🤖 AI Summary
This work addresses a critical security vulnerability in Large Reasoning Models (LRMs), which are prone to resource exhaustion due to excessive reasoning during self-reflection. The study introduces, for the first time, recursive entropy as a quantitative measure to characterize resource consumption trends in the reflection phase, thereby exposing an inherent safety flaw in LRMs. By constructing counterfactual queries that trigger redundant reasoning chains, the authors generate adversarial inputs designed to induce uncontrolled resource usage. Experimental results demonstrate that this attack can inflate model output length by up to 11-fold and reduce throughput by 90%, effectively disrupting the natural decay pattern of recursive entropy observed under benign reasoning conditions. These findings substantiate both the feasibility and severity of such resource-abuse attacks against LRMs.
📝 Abstract
Large Reasoning Models (LRMs) employ reasoning to address complex tasks. Such explicit reasoning requires extended context lengths, resulting in substantially higher resource consumption.

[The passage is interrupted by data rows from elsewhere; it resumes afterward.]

//! Carga de los artefactos del modelo desde un directorio:
//!
//! - `meta.json`: ventana, segmentos, estadísticas, `D_pca`, clases
//! - `projection.json`: scaler y PCA
//! - pesos del backend (`linear.json` o `cnn1d.json`)

use serde::de::DeserializeOwned;
use serde::{Deserialize, Serialize};
use std::fs;
use std::path::{Path, PathBuf};
use std::time::Duration;

use crate::error::{PipelineError, Result};
use crate::features::{FeatureExtractor, Stat, StatSet};
use crate::filter::FilterConfig;
use crate::ingest_queue::DEFAULT_CAPACITY;
use crate::packet::DEFAULT_FRAMES_PER_PACKET;
use crate::projection::Projection;
use crate::types::ROW_WIDTH;

pub const META_FILE: &str = "meta.json";
pub const PROJECTION_FILE: &str = "projection.json";
pub const LINEAR_WEIGHTS_FILE: &str = "linear.json";
pub const CNN1D_WEIGHTS_FILE: &str = "cnn1d.json";

pub fn read_json<T: DeserializeOwned>(path: &Path) -> Result<T> {
    let content = fs::read_to_string(path).map_err(|source| PipelineError::Io {
        path: path.to_path_buf(),
        source,
    })?;
    serde_json::from_str(&content).map_err(|source| PipelineError::Json {
        path: path.to_path_buf(),
        source,
    })
}

/// Metadatos de preprocesado exportados junto al modelo
#[derive(Debug, Clone, PartialEq, Serialize, Deserialize)]
pub struct ModelMeta {
    pub window: usize,
    pub num_segments: usize,
    pub stats_list: Vec<Stat>,
    #[serde(rename = "D_pca")]
    pub d_pca: usize,
    pub classes: usize,
    #[serde(default)]
    pub class_names: Vec<String>,
    /// Se acepta por compatibilidad; la ventana avanza una fila por frame
    #[serde(default)]
    pub hop: Option<usize>,
}

impl ModelMeta {
    pub fn stat_set(&self) -> StatSet {
        StatSet::from_stats(self.stats_list.iter().copied())
    }

    /// Longitud del vector de características antes de proyectar
    pub fn feature_len(&self) -> usize {
        self.num_segments * ROW_WIDTH * self.stat_set().len()
    }

    pub fn class_name(&self, class: usize) -> String {
        self.class_names
            .get(class)
            .cloned()
            .unwrap_or_else(|| class.to_string())
    }

    pub fn validate(&self) -> Result<()> {
        if self.window == 0 {
            return Err(PipelineError::Configuration("window debe ser > 0".into()));
        }
        if self.num_segments == 0 || self.num_segments > self.window {
            return Err(PipelineError::Configuration(format!(
                "num_segments={} incompatible con window={}",
                self.num_segments, self.window
            )));
        }
        if self.stat_set().is_empty() {
            return Err(PipelineError::Configuration("stats_list vacío".into()));
        }
        if self.d_pca == 0 || self.classes == 0 {
            return Err(PipelineError::Configuration(
                "D_pca y classes deben ser > 0".into(),
            ));
        }
        if !self.class_names.is_empty() && self.class_names.len() != self.classes {
            return Err(PipelineError::Configuration(format!(
                "{} nombres de clase para {} clases",
                self.class_names.len(),
                self.classes
            )));
        }
        Ok(())
    }

    pub fn feature_extractor(&self) -> Result<FeatureExtractor> {
        FeatureExtractor::new(self.window, self.num_segments, self.stat_set())
    }
}

/// Parámetros del scaler + PCA
#[derive(Debug, Clone, Serialize, Deserialize)]
pub struct ProjectionParams {
    pub scaler_mean: Vec<f32>,
    pub scaler_scale: Vec<f32>,
    pub pca_mean: Vec<f32>,
    /// `D_pca` filas de `feature_len` columnas
    pub pca_components: Vec<Vec<f32>>,
}

impl ProjectionParams {
    pub fn into_projection(self) -> Result<Projection> {
        Projection::new(self.scaler_mean, self.scaler_scale, self.pca_mean, self.pca_components)
    }
}

/// Metadatos y proyección validados entre sí
#[derive(Debug, Clone)]
pub struct ModelBundle {
    pub meta: ModelMeta,
    pub projection: Projection,
    dir: PathBuf,
}

impl ModelBundle {
    pub fn load(dir: impl AsRef<Path>) -> Result<Self> {
        let dir = dir.as_ref();
        let meta: ModelMeta = read_json(&dir.join(META_FILE))?;
        let params: ProjectionParams = read_json(&dir.join(PROJECTION_FILE))?;
        let bundle = Self::from_parts(meta, params.into_projection()?, dir)?;
        Ok(bundle)
    }

    pub fn from_parts(meta: ModelMeta, projection: Projection, dir: impl Into<PathBuf>) -> Result<Self> {
        meta.validate()?;
        check_projection(&meta, &projection)?;
        Ok(Self {
            meta,
            projection,
            dir: dir.into(),
        })
    }

    /// Ruta de un artefacto dentro del directorio del modelo
    pub fn path(&self, file: &str) -> PathBuf {
        self.dir.join(file)
    }
}

/// La proyección debe consumir el vector de características y producir `D_pca`
pub fn check_projection(meta: &ModelMeta, projection: &Projection) -> Result<()> {
    if projection.input_len() != meta.feature_len() {
        return Err(PipelineError::Configuration(format!(
            "la proyección espera {} características, la extracción produce {}",
            projection.input_len(),
            meta.feature_len()
        )));
    }
    if projection.output_len() != meta.d_pca {
        return Err(PipelineError::Configuration(format!(
            "la proyección produce {} valores, D_pca={}",
            projection.output_len(),
            meta.d_pca
        )));
    }
    Ok(())
}

/// Parámetros de ejecución del daemon
#[derive(Debug, Clone)]
pub struct PipelineConfig {
    pub filter: FilterConfig,
    pub queue_capacity: usize,
    /// Timeout de `dequeue`; marca el ritmo con que se revisa el apagado
    pub poll_interval: Duration,
    pub frames_per_packet: usize,
}

impl Default for PipelineConfig {
    fn default() -> Self {
        Self {
            filter: FilterConfig::default(),
            queue_capacity: DEFAULT_CAPACITY,
            poll_interval: Duration::from_secs(1),
            frames_per_packet: DEFAULT_FRAMES_PER_PACKET,
        }
    }
}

Prior work has shown that adversarially crafted inputs can trigger redundant reasoning processes, exposing LRMs to resource-exhaustion vulnerabilities. However, the reasoning process itself, especially its reflective component, has received limited attention, even though it can lead to over-reflection and consume excessive computing power. In this paper, we introduce Recursive Entropy to quantify the risk of resource consumption in reflection, thereby revealing the safety issues inherent in inference itself. Based on Recursive Entropy, we introduce RECUR, a resource exhaustion attack via Recursive Entropy guided Counterfactual Utilization and Reflection. It constructs counterfactual questions to verify the inherent flaws and risks of LRMs. Extensive experiments demonstrate that, under benign inference, recursive entropy exhibits a pronounced decreasing trend. RECUR disrupts this trend, increasing the output length by up to 11x and decreasing throughput by 90%. Our work provides a new perspective on robust reasoning.